À propos de mots, cette travailleuse acharnée préfère souvent le calme des pages à la cohue des expositions. Une visite récente ? L’Atelier Brancusi, au pied du Centre Pompidou, à Paris. « Laurent m’a dit que c’était la dernière fois que l’on pourrait voir la reconstitution de cet espace avant son déménagement. » « Laurent », c’est son mari, Laurent Le Bon, président du Centre Pompidou (le bâtiment fermera pour cinq ans de travaux en 2025). Ils se sont rencontrés lorsqu’elle était étudiante et lui jeune conservateur. Les différentes responsabilités de Laurent Le Bon (Centre Pompidou Metz, musée national Picasso – Paris) et autres candidatures (musée du Louvre) permettent certes de parcourir les expositions avant leur ouverture, mais elles ont aussi leur revers. « Cela m’a fermé pas mal de portes, témoigne-t-elle. Par déontologie, on a toujours fixé une ligne très claire entre nos activités, bien que nous nous intéressions aux mêmes choses, comme les cabinets de curiosité, l’illusion, les dioramas. Par exemple, j’ai refusé que l’on installe une lampe Vertigo dans la boutique du musée Picasso. Aujourd’hui, je ne peux postuler à rien au Centre Pompidou, au Louvre… Et puis il y a certaines inimitiés. Donc je m’abstiens. Ces derniers temps, je fais moins de projets pour les musées. »
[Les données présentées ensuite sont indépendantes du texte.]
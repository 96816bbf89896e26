//! Property tests for marking and answer resolution.

use std::collections::BTreeSet;

use proptest::prelude::*;

use treepick::picker::{ActionOutcome, FlatTree, OutputPolicy, PickAction, SelectMode, Selection};
use treepick::{PickerConfig, Session};

use crate::strategies::tree;

fn apply_toggles(flat: &FlatTree, picks: &[usize]) -> Selection {
    let mut selection = Selection::new(SelectMode::Multi);
    for &p in picks {
        selection.toggle(p % flat.len(), flat);
    }
    selection
}

fn marked(selection: &Selection) -> BTreeSet<usize> {
    selection.marked().collect()
}

proptest! {
    #![proptest_config(ProptestConfig {
        cases: 128,
        .. ProptestConfig::default()
    })]

    /// PROPERTY: Toggling a row sets it and its whole subtree to one state
    /// and leaves every other row alone.
    #[test]
    fn property_toggle_affects_exactly_the_subtree(
        root in tree(),
        history in proptest::collection::vec(0usize..512, 0..12),
        target in 0usize..512,
    ) {
        let flat = FlatTree::new(root);
        let mut selection = apply_toggles(&flat, &history);
        let target = target % flat.len();
        let range = flat.rows()[target].subtree();
        let before = marked(&selection);

        let now_marked = selection.toggle(target, &flat);
        let after = marked(&selection);

        prop_assert_eq!(now_marked, !before.contains(&target));
        for i in 0..flat.len() {
            if range.contains(&i) {
                prop_assert_eq!(after.contains(&i), now_marked);
            } else {
                prop_assert_eq!(after.contains(&i), before.contains(&i));
            }
        }
    }

    /// PROPERTY: Toggling twice restores a subtree that was uniformly
    /// marked or unmarked.
    #[test]
    fn property_double_toggle_restores_uniform_subtree(
        root in tree(),
        history in proptest::collection::vec(0usize..512, 0..12),
        target in 0usize..512,
    ) {
        let flat = FlatTree::new(root);
        let mut selection = apply_toggles(&flat, &history);
        let target = target % flat.len();
        let before = marked(&selection);

        let range = flat.rows()[target].subtree();
        let uniform = range.clone().all(|i| before.contains(&i))
            || range.clone().all(|i| !before.contains(&i));
        prop_assume!(uniform);

        selection.toggle(target, &flat);
        selection.toggle(target, &flat);

        prop_assert_eq!(marked(&selection), before);
    }

    /// PROPERTY: Resolved answers are strictly ascending and respect
    /// the leaves-only filter.
    #[test]
    fn property_resolve_is_ascending(
        root in tree(),
        history in proptest::collection::vec(0usize..512, 0..12),
        leaves_only in any::<bool>(),
    ) {
        let flat = FlatTree::new(root);
        let selection = apply_toggles(&flat, &history);
        let policy = OutputPolicy { include_children: false, leaves_only };

        let resolved = selection.resolve(&flat, 0, policy);

        prop_assert!(resolved.windows(2).all(|w| w[0] < w[1]));
        for &i in &resolved {
            prop_assert!(selection.is_marked(i));
            if leaves_only {
                prop_assert!(flat.rows()[i].is_leaf);
            }
        }
    }

    /// PROPERTY: ENTER ends a multiselect session exactly when enough rows
    /// are marked.
    #[test]
    fn property_confirm_respects_minimum(
        root in tree(),
        history in proptest::collection::vec(0usize..512, 0..12),
        min in 0usize..8,
    ) {
        let row_count = root.subtree_len();
        prop_assume!(min <= row_count);
        let config = PickerConfig {
            multiselect: true,
            min_selection_count: min,
            ..Default::default()
        };
        let mut session = Session::new(root, config).unwrap();
        for &p in &history {
            session.toggle(p % row_count);
        }

        let outcome = session.handle_action(PickAction::Confirm);

        let expected = if session.selection().marked_count() >= min {
            ActionOutcome::Confirmed
        } else {
            ActionOutcome::Continue
        };
        prop_assert_eq!(outcome, expected);
    }
}
//! Keyboard input handling and the session loop.
//!
//! Each key goes through three stages: `Ctrl-C` always cancels, then the
//! caller's custom handlers get a chance, then the built-in bindings.
//! The loop blocks on [`Backend::read_key`] and nowhere else.

use std::collections::HashMap;

use crossterm::event::{KeyCode, KeyEvent, KeyModifiers};
use tracing::{debug, info};

use crate::config::PickerConfig;
use crate::error::{PickError, PickResult};
use crate::terminal::{Backend, CrosstermBackend};

use super::builder::{build_root, Options};
use super::menu::{ActionOutcome, PickAction, Session};
use super::output::Picked;

/// Caller-registered key handler.
///
/// Returning `Ok(Some(result))` ends the session with
/// [`PickOutcome::Custom`]; `Ok(None)` keeps the loop running and skips
/// the built-in binding for that key.
pub type KeyHandler<R> = Box<dyn FnMut(&mut Session) -> anyhow::Result<Option<R>>>;

/// How a picker session ended
#[derive(Debug, Clone, PartialEq)]
pub enum PickOutcome<R = ()> {
    /// Confirmed with ENTER
    Picked(Picked),
    /// Quit with ESC, `q` or `Ctrl-C`
    Cancelled,
    /// A custom handler ended the session
    Custom(R),
}

impl<R> PickOutcome<R> {
    pub fn picked(self) -> Option<Picked> {
        match self {
            PickOutcome::Picked(picked) => Some(picked),
            _ => None,
        }
    }

    pub fn is_cancelled(&self) -> bool {
        matches!(self, PickOutcome::Cancelled)
    }
}

/// Convert a keyboard event to a built-in action
pub fn key_to_action(key: KeyEvent) -> Option<PickAction> {
    match key.code {
        KeyCode::Up | KeyCode::Char('k') => Some(PickAction::Up),
        KeyCode::Down | KeyCode::Char('j') => Some(PickAction::Down),
        KeyCode::Char(' ') | KeyCode::Right => Some(PickAction::Toggle),
        KeyCode::Enter => Some(PickAction::Confirm),
        KeyCode::Char('q') | KeyCode::Esc => Some(PickAction::Quit),
        _ => None,
    }
}

fn is_interrupt(key: &KeyEvent) -> bool {
    key.code == KeyCode::Char('c') && key.modifiers.contains(KeyModifiers::CONTROL)
}

/// Table key for a custom handler. SHIFT is dropped for character keys,
/// whose case already carries it.
fn binding(code: KeyCode, mut modifiers: KeyModifiers) -> (KeyCode, KeyModifiers) {
    if matches!(code, KeyCode::Char(_)) {
        modifiers.remove(KeyModifiers::SHIFT);
    }
    (code, modifiers)
}

/// Interactive tree picker.
///
/// `R` is the result type custom key handlers may end the session with.
pub struct Picker<R = ()> {
    session: Session,
    handlers: HashMap<(KeyCode, KeyModifiers), KeyHandler<R>>,
}

impl<R> Picker<R> {
    /// Build the tree from `options` and validate `config` against it.
    ///
    /// Fails with [`PickError::InvalidTree`] or
    /// [`PickError::Configuration`]; nothing touches the terminal yet.
    pub fn new<T>(options: Options<T>, config: PickerConfig) -> PickResult<Self> {
        let root = build_root(options, config.root_name.as_deref())?;
        let session = Session::new(root, config)?;
        Ok(Self {
            session,
            handlers: HashMap::new(),
        })
    }

    /// Bind `handler` to `key` pressed without modifiers. Alt-`key` and
    /// Ctrl-`key` do not trigger it; see [`Picker::register_with_modifiers`].
    /// A later registration for the same key replaces the earlier one.
    pub fn register(
        &mut self,
        key: KeyCode,
        handler: impl FnMut(&mut Session) -> anyhow::Result<Option<R>> + 'static,
    ) {
        self.register_with_modifiers(key, KeyModifiers::NONE, handler);
    }

    /// Bind `handler` to `key` pressed with exactly `modifiers`.
    /// `Ctrl-C` stays the interrupt and never reaches a handler.
    pub fn register_with_modifiers(
        &mut self,
        key: KeyCode,
        modifiers: KeyModifiers,
        handler: impl FnMut(&mut Session) -> anyhow::Result<Option<R>> + 'static,
    ) {
        if self
            .handlers
            .insert(binding(key, modifiers), Box::new(handler))
            .is_some()
        {
            debug!(?key, ?modifiers, "replaced custom key handler");
        }
    }

    /// Builder form of [`Picker::register`]
    pub fn with_handler(
        mut self,
        key: KeyCode,
        handler: impl FnMut(&mut Session) -> anyhow::Result<Option<R>> + 'static,
    ) -> Self {
        self.register(key, handler);
        self
    }

    pub fn session(&self) -> &Session {
        &self.session
    }

    pub fn session_mut(&mut self) -> &mut Session {
        &mut self.session
    }

    /// The answer ENTER would return right now
    pub fn selected(&self) -> Picked {
        self.session.selected()
    }

    /// Feed one key to the picker. Returns the outcome once the session
    /// ends, `None` while it keeps running.
    pub fn dispatch(&mut self, key: KeyEvent) -> PickResult<Option<PickOutcome<R>>> {
        if is_interrupt(&key) {
            debug!("interrupt");
            return Ok(Some(PickOutcome::Cancelled));
        }

        if let Some(handler) = self.handlers.get_mut(&binding(key.code, key.modifiers)) {
            debug!(key = ?key.code, modifiers = ?key.modifiers, "custom handler");
            return match handler(&mut self.session) {
                Ok(Some(result)) => Ok(Some(PickOutcome::Custom(result))),
                Ok(None) => Ok(None),
                Err(e) => Err(PickError::Handler(e)),
            };
        }

        let Some(action) = key_to_action(key) else {
            return Ok(None);
        };
        debug!(key = ?key.code, ?action, cursor = self.session.cursor(), "built-in action");

        Ok(match self.session.handle_action(action) {
            ActionOutcome::Continue => None,
            ActionOutcome::Confirmed => Some(PickOutcome::Picked(self.session.selected())),
            ActionOutcome::Cancelled => Some(PickOutcome::Cancelled),
        })
    }

    /// Run the session on `backend` until it ends
    pub fn run<B: Backend>(&mut self, backend: &mut B) -> PickResult<PickOutcome<R>> {
        let (_, rows) = backend.size()?;
        self.session.fit_viewport(rows)?;
        let supports_unicode = backend.supports_unicode();

        info!(
            rows = self.session.row_count(),
            multiselect = self.session.config().multiselect,
            handlers = self.handlers.len(),
            "picker session started"
        );

        loop {
            let (_, rows) = backend.size()?;
            self.session.resize(rows);
            backend.draw(&self.session.frame(supports_unicode))?;

            let key = backend.read_key()?;
            if let Some(outcome) = self.dispatch(key)? {
                let kind = match &outcome {
                    PickOutcome::Picked(_) => "picked",
                    PickOutcome::Cancelled => "cancelled",
                    PickOutcome::Custom(_) => "custom",
                };
                info!(outcome = kind, "picker session finished");
                return Ok(outcome);
            }
        }
    }

    /// Run the session on the real terminal
    pub fn start(&mut self) -> PickResult<PickOutcome<R>> {
        let mut backend = CrosstermBackend::enter()?;
        self.run(&mut backend)
    }
}

/// Construct a [`Picker`] and run it on the terminal.
///
/// ```no_run
/// use treepick::{pick, Node, Options, PickerConfig};
///
/// let root = Node::with_children("Root", vec![Node::new("Child")]);
/// let config = PickerConfig {
///     title: Some("Please choose an option:".to_string()),
///     ..Default::default()
/// };
/// let outcome = pick(Options::tree(root), config)?;
/// # Ok::<(), treepick::PickError>(())
/// ```
pub fn pick<T>(options: Options<T>, config: PickerConfig) -> PickResult<PickOutcome> {
    Picker::<()>::new(options, config)?.start()
}
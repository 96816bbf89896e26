//! Property tests for the scrolling window.

use proptest::prelude::*;

use treepick::picker::{recompute, PickAction};
use treepick::{PickerConfig, Session};

use crate::strategies::tree;

fn move_action() -> impl Strategy<Value = PickAction> {
    prop_oneof![Just(PickAction::Up), Just(PickAction::Down)]
}

proptest! {
    #![proptest_config(ProptestConfig {
        cases: 256,
        .. ProptestConfig::default()
    })]

    /// PROPERTY: The recomputed top keeps the cursor visible and stays in
    /// range.
    #[test]
    fn property_recompute_keeps_cursor_visible(
        row_count in 1usize..300,
        height in 1usize..60,
        cursor in 0usize..300,
        top in 0usize..300,
    ) {
        let cursor = cursor % row_count;
        let top = top % row_count;

        let new_top = recompute(cursor, top, height, row_count);

        prop_assert!(new_top <= cursor);
        prop_assert!(cursor < new_top + height);
        prop_assert!(new_top <= row_count.saturating_sub(height));
    }

    /// PROPERTY: Recompute is a no-op when the cursor is already visible
    /// and the window is within bounds.
    #[test]
    fn property_recompute_is_minimal(
        row_count in 1usize..300,
        height in 1usize..60,
        top in 0usize..300,
        offset in 0usize..60,
    ) {
        let top = top % row_count.saturating_sub(height).max(1);
        prop_assume!(top + height <= row_count);
        let cursor = top + offset % height;

        prop_assert_eq!(recompute(cursor, top, height, row_count), top);
    }

    /// PROPERTY: Across any sequence of moves the session's window holds
    /// the cursor.
    #[test]
    fn property_session_window_follows_cursor(
        root in tree(),
        screen_rows in 2u16..30,
        moves in proptest::collection::vec(move_action(), 0..64),
    ) {
        let mut session = Session::new(root, PickerConfig::default()).unwrap();
        session.fit_viewport(screen_rows).unwrap();

        for action in moves {
            session.handle_action(action);
            let viewport = session.viewport();
            let range = viewport.range(session.row_count());

            prop_assert!(range.contains(&session.cursor()));
            prop_assert!(viewport.top <= session.row_count().saturating_sub(viewport.height));
            prop_assert!(range.len() <= viewport.height);
        }
    }
}
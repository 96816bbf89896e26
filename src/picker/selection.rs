//! Selection state.
//!
//! In multiselect mode the marked set is a set of row indices. Toggling a
//! row flips that row and its whole subtree range to the same new state;
//! ancestors are never touched. Single-select keeps no set at all: the
//! answer is read from the cursor when the session ends.

use std::collections::BTreeSet;

use crate::config::PickerConfig;

use super::flatten::FlatTree;

/// Whether SPACE marks rows or the cursor alone decides the answer
#[derive(Debug, Clone, Copy, PartialEq, Eq)]
pub enum SelectMode {
    Single,
    Multi,
}

/// How the final answer set is shaped before formatting
#[derive(Debug, Clone, Copy, PartialEq, Eq, Default)]
pub struct OutputPolicy {
    /// Single-select: answer is the cursor row plus its subtree
    pub include_children: bool,
    /// Drop non-leaf rows from the answer
    pub leaves_only: bool,
}

impl OutputPolicy {
    pub fn from_config(config: &PickerConfig) -> Self {
        Self {
            include_children: config.singleselect_output_include_children,
            leaves_only: config.output_leaves_only,
        }
    }
}

/// Marked rows of a session
#[derive(Debug, Clone)]
pub struct Selection {
    mode: SelectMode,
    marked: BTreeSet<usize>,
}

impl Selection {
    pub fn new(mode: SelectMode) -> Self {
        Self {
            mode,
            marked: BTreeSet::new(),
        }
    }

    pub fn mode(&self) -> SelectMode {
        self.mode
    }

    /// Flip row `index` and its subtree. Returns whether the row is marked
    /// afterwards; always `false` in single-select mode.
    pub fn toggle(&mut self, index: usize, tree: &FlatTree) -> bool {
        if self.mode == SelectMode::Single {
            return false;
        }
        let Some(row) = tree.row(index) else {
            return false;
        };

        if self.marked.contains(&index) {
            for i in row.subtree() {
                self.marked.remove(&i);
            }
            false
        } else {
            self.marked.extend(row.subtree());
            true
        }
    }

    pub fn is_marked(&self, index: usize) -> bool {
        self.marked.contains(&index)
    }

    pub fn marked_count(&self) -> usize {
        self.marked.len()
    }

    /// Marked indices in ascending order
    pub fn marked(&self) -> impl Iterator<Item = usize> + '_ {
        self.marked.iter().copied()
    }

    /// Mark every row
    pub fn select_all(&mut self, tree: &FlatTree) {
        if self.mode == SelectMode::Multi {
            self.marked.extend(0..tree.len());
        }
    }

    pub fn clear(&mut self) {
        self.marked.clear();
    }

    /// Compute the answer set in ascending row order
    pub fn resolve(&self, tree: &FlatTree, cursor: usize, policy: OutputPolicy) -> Vec<usize> {
        let picked: Vec<usize> = match self.mode {
            SelectMode::Multi => self.marked().collect(),
            SelectMode::Single => match tree.row(cursor) {
                Some(row) if policy.include_children => row.subtree().collect(),
                Some(_) => vec![cursor],
                None => Vec::new(),
            },
        };

        if policy.leaves_only {
            picked
                .into_iter()
                .filter(|&i| tree.row(i).is_some_and(|r| r.is_leaf))
                .collect()
        } else {
            picked
        }
    }
}
//! Option tree nodes.
//!
//! A [`Node`] carries a display name, ordered children and an opaque
//! attribute bag. The picker never reads the attributes; they ride along
//! so callers get them back in `nodeonly` / `nodeindex` results.

use std::fmt;

use serde::de::{MapAccess, Visitor};
use serde::ser::SerializeMap;
use serde::{Deserialize, Deserializer, Serialize, Serializer};
use serde_json::Value;

/// A node in the option tree
#[derive(Debug, Clone, PartialEq, Serialize, Deserialize)]
pub struct Node {
    /// Display name, also the `name*` output value
    pub name: String,
    /// Child nodes in display order (empty for leaves)
    #[serde(default, skip_serializing_if = "Vec::is_empty")]
    pub children: Vec<Node>,
    /// Caller-defined payload
    #[serde(default, skip_serializing_if = "Attributes::is_empty")]
    pub attrs: Attributes,
}

impl Node {
    /// Create a leaf node
    pub fn new(name: impl Into<String>) -> Self {
        Self {
            name: name.into(),
            children: Vec::new(),
            attrs: Attributes::default(),
        }
    }

    /// Create a node with the given children
    pub fn with_children(name: impl Into<String>, children: Vec<Node>) -> Self {
        Self {
            children,
            ..Self::new(name)
        }
    }

    /// Attach an attribute, replacing any previous value under `key`
    pub fn with_attr(mut self, key: impl Into<String>, value: impl Into<Value>) -> Self {
        self.attrs.insert(key, value);
        self
    }

    /// Add a child node
    pub fn add_child(&mut self, child: Node) {
        self.children.push(child);
    }

    /// Check if this is a leaf node
    pub fn is_leaf(&self) -> bool {
        self.children.is_empty()
    }

    /// Number of nodes in this subtree, including this one
    pub fn subtree_len(&self) -> usize {
        1 + self.children.iter().map(Node::subtree_len).sum::<usize>()
    }
}

/// Ordered key/value payload attached to a [`Node`].
///
/// Keys keep insertion order; inserting an existing key replaces the
/// value in place. Serializes as a JSON/TOML map.
#[derive(Debug, Clone, Default, PartialEq)]
pub struct Attributes(Vec<(String, Value)>);

impl Attributes {
    pub fn insert(&mut self, key: impl Into<String>, value: impl Into<Value>) {
        let key = key.into();
        let value = value.into();
        match self.0.iter_mut().find(|(k, _)| *k == key) {
            Some(slot) => slot.1 = value,
            None => self.0.push((key, value)),
        }
    }

    pub fn get(&self, key: &str) -> Option<&Value> {
        self.0.iter().find(|(k, _)| k == key).map(|(_, v)| v)
    }

    pub fn iter(&self) -> impl Iterator<Item = (&str, &Value)> {
        self.0.iter().map(|(k, v)| (k.as_str(), v))
    }

    pub fn len(&self) -> usize {
        self.0.len()
    }

    pub fn is_empty(&self) -> bool {
        self.0.is_empty()
    }
}

impl Serialize for Attributes {
    fn serialize<S: Serializer>(&self, serializer: S) -> Result<S::Ok, S::Error> {
        let mut map = serializer.serialize_map(Some(self.0.len()))?;
        for (k, v) in &self.0 {
            map.serialize_entry(k, v)?;
        }
        map.end()
    }
}

impl<'de> Deserialize<'de> for Attributes {
    fn deserialize<D: Deserializer<'de>>(deserializer: D) -> Result<Self, D::Error> {
        struct AttributesVisitor;

        impl<'de> Visitor<'de> for AttributesVisitor {
            type Value = Attributes;

            fn expecting(&self, f: &mut fmt::Formatter<'_>) -> fmt::Result {
                f.write_str("a map of node attributes")
            }

            fn visit_map<A: MapAccess<'de>>(self, mut access: A) -> Result<Self::Value, A::Error> {
                let mut attrs = Attributes::default();
                while let Some((key, value)) = access.next_entry::<String, Value>()? {
                    attrs.insert(key, value);
                }
                Ok(attrs)
            }
        }

        deserializer.deserialize_map(AttributesVisitor)
    }
}
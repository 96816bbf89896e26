//! treepick - interactive terminal picker for hierarchical options
//!
//! treepick shows a tree of options in the terminal, lets the user move a
//! cursor over it and returns what was picked. In multiselect mode,
//! marking a parent marks its entire subtree, which suits "pick the
//! components to install" flows.
//!
//! ```no_run
//! use treepick::{Node, Options, Picker, PickerConfig};
//!
//! let root = Node::with_children(
//!     "Select all",
//!     vec![
//!         Node::with_children("Functional", vec![Node::new("Erlang"), Node::new("Haskell")]),
//!         Node::with_children("Imperative", vec![Node::new("C"), Node::new("Go")]),
//!     ],
//! );
//! let config = PickerConfig {
//!     multiselect: true,
//!     ..Default::default()
//! };
//! let mut picker: Picker = Picker::new(Options::tree(root), config)?;
//! let outcome = picker.start()?;
//! # Ok::<(), treepick::PickError>(())
//! ```

pub mod config;
pub mod error;
pub mod picker;
pub mod terminal;
pub mod theme;

// Re-exports for convenience
pub use config::{OutputFormat, PickerConfig};
pub use error::{PickError, PickResult};
pub use picker::{
    pick, Node, Options, Pick, PickOutcome, Picked, Picker, Session, SELECT_ALL,
};
pub use terminal::{Backend, CrosstermBackend};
Dans l’espace de travail commun du Studio, sur une grande table, sont étalées quelques images des projets en cours : l’architecture intérieure de l’École des arts joailliers Van Cleef & Arpels à Shanghaï, des meubles upcyclés pour la Fondation Emmaüs… Dans un coin, on aperçoit une pale de la future installation Où les vents nous portent, conçue pour la gare de Villejuif Louis-Aragon (Val-de-Marne), dans le cadre du Grand Paris Express 2025. Et puis il y a les échecs et les regrets. Constance Guisset a perdu le concours pour le nouveau mobilier liturgique de Notre-Dame de Paris et celui pour la torche des Jeux olympiques de Paris 2024 – une déception pour cette sportive qui a pratiqué le handball à haut niveau. L’Église et le sport, deux mondes dirigés par des hommes où tout ne tourne pas toujours très rond.
*1 Utilisation de plusieurs appareils synchronisés afin de superposer différents points de vue d’une même scène et donner une impression de relief.